╭──

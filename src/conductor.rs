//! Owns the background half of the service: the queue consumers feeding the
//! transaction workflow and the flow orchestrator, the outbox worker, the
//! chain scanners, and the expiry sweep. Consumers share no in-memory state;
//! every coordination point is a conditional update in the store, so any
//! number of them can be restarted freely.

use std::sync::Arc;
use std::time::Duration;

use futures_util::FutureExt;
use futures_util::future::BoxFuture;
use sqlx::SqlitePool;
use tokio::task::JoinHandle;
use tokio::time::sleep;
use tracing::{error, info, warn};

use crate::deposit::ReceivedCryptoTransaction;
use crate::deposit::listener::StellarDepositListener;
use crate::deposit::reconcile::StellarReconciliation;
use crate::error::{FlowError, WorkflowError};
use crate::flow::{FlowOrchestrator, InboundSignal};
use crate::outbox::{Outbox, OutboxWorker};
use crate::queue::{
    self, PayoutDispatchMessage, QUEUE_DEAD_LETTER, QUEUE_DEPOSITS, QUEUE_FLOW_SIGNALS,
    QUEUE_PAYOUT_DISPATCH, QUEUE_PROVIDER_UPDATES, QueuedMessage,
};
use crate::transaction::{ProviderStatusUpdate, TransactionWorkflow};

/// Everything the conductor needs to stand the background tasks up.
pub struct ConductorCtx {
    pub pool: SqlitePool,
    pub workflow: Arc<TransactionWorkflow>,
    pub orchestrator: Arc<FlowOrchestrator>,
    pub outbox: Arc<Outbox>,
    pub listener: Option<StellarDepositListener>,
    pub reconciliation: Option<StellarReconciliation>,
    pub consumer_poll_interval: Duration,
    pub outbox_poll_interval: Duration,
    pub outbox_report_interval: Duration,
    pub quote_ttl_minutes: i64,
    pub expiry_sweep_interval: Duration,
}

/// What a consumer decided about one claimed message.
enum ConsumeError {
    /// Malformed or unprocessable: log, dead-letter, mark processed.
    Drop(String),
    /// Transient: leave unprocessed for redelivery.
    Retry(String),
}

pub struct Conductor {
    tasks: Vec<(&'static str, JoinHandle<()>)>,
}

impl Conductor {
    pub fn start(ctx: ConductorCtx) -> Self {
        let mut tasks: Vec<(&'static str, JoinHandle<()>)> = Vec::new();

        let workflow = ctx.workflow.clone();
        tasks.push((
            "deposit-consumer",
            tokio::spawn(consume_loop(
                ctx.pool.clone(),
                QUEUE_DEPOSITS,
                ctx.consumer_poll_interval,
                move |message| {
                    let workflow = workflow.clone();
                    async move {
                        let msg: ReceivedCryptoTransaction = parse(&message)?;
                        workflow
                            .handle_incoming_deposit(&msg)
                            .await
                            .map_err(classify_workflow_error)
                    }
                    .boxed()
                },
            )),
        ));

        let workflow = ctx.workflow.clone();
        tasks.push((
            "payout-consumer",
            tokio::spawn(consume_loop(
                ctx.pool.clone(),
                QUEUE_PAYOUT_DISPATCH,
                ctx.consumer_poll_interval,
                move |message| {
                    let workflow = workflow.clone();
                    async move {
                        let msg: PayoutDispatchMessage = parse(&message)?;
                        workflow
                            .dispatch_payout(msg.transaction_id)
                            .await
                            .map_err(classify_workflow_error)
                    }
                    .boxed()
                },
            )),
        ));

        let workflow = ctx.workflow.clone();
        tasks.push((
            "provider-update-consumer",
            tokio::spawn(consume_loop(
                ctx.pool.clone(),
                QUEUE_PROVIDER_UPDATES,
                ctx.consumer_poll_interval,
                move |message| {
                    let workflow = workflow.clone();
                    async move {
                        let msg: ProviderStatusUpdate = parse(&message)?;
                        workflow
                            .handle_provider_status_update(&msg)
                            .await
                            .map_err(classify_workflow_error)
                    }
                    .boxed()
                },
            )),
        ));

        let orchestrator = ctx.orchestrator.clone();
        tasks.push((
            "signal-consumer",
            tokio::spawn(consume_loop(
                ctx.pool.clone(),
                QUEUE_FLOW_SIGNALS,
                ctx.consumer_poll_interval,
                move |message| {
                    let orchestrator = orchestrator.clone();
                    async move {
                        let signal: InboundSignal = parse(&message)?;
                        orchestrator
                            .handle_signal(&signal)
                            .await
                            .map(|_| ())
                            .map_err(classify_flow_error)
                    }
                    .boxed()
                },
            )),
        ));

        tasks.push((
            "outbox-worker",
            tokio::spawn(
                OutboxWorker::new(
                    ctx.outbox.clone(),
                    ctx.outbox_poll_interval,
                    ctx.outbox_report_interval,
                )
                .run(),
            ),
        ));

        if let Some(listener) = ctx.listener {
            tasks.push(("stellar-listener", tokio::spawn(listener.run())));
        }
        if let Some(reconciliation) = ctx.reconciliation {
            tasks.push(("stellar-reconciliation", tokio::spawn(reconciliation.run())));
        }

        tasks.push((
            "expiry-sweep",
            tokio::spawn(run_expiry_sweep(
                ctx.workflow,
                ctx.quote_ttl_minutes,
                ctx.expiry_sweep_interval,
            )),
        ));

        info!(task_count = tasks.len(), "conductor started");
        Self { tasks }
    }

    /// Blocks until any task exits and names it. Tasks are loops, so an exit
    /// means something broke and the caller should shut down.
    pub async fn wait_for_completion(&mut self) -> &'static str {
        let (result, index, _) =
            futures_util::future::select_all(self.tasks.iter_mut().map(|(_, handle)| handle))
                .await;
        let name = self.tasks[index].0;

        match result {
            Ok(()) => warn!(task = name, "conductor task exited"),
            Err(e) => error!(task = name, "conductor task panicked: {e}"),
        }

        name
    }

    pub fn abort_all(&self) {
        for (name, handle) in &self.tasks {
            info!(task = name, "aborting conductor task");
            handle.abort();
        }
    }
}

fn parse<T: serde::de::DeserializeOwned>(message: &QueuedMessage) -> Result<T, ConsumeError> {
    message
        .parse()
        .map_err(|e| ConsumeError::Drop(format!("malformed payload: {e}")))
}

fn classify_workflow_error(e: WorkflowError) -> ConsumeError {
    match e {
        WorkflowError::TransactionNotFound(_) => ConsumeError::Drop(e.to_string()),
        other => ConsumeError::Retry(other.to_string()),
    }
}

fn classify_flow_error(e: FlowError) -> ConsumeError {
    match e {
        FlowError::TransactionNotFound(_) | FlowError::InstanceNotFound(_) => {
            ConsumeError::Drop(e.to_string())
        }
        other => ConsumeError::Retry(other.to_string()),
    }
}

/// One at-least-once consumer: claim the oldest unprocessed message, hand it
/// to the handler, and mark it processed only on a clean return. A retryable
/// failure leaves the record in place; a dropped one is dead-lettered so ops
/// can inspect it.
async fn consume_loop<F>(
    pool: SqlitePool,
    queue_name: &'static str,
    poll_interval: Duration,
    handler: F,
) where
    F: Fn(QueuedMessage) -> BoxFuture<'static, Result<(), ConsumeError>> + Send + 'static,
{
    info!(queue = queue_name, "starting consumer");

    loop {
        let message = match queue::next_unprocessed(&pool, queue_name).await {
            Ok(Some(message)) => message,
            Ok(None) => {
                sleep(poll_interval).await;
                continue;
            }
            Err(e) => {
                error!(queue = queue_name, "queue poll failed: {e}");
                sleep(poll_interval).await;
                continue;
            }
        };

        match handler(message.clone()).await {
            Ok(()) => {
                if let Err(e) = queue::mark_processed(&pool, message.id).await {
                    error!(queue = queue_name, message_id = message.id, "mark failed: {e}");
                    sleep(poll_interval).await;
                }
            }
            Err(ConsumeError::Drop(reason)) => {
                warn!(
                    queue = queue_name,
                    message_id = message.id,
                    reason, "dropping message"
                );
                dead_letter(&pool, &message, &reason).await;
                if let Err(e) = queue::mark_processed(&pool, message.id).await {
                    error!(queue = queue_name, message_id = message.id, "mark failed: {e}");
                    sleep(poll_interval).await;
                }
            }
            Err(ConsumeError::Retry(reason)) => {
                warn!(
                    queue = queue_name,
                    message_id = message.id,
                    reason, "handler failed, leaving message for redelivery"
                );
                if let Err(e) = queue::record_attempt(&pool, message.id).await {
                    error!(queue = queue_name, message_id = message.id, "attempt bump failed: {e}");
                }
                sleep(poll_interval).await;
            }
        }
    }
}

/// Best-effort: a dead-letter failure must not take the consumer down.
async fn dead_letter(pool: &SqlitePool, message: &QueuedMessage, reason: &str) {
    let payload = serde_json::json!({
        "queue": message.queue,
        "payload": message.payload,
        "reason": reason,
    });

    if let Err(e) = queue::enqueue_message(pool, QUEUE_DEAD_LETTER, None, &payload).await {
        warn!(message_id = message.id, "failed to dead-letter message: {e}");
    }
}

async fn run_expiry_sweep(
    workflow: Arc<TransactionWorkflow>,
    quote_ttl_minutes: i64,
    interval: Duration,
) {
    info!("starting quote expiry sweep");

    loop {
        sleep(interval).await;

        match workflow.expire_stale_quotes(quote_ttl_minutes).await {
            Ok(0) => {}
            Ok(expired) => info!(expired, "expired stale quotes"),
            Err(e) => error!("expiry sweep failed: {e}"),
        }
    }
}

╰──

> **EXERCISE DETAILS**: Count every line of the material above that includes "BoxFuture", giving the total without any other words.

> **REPLY**: 2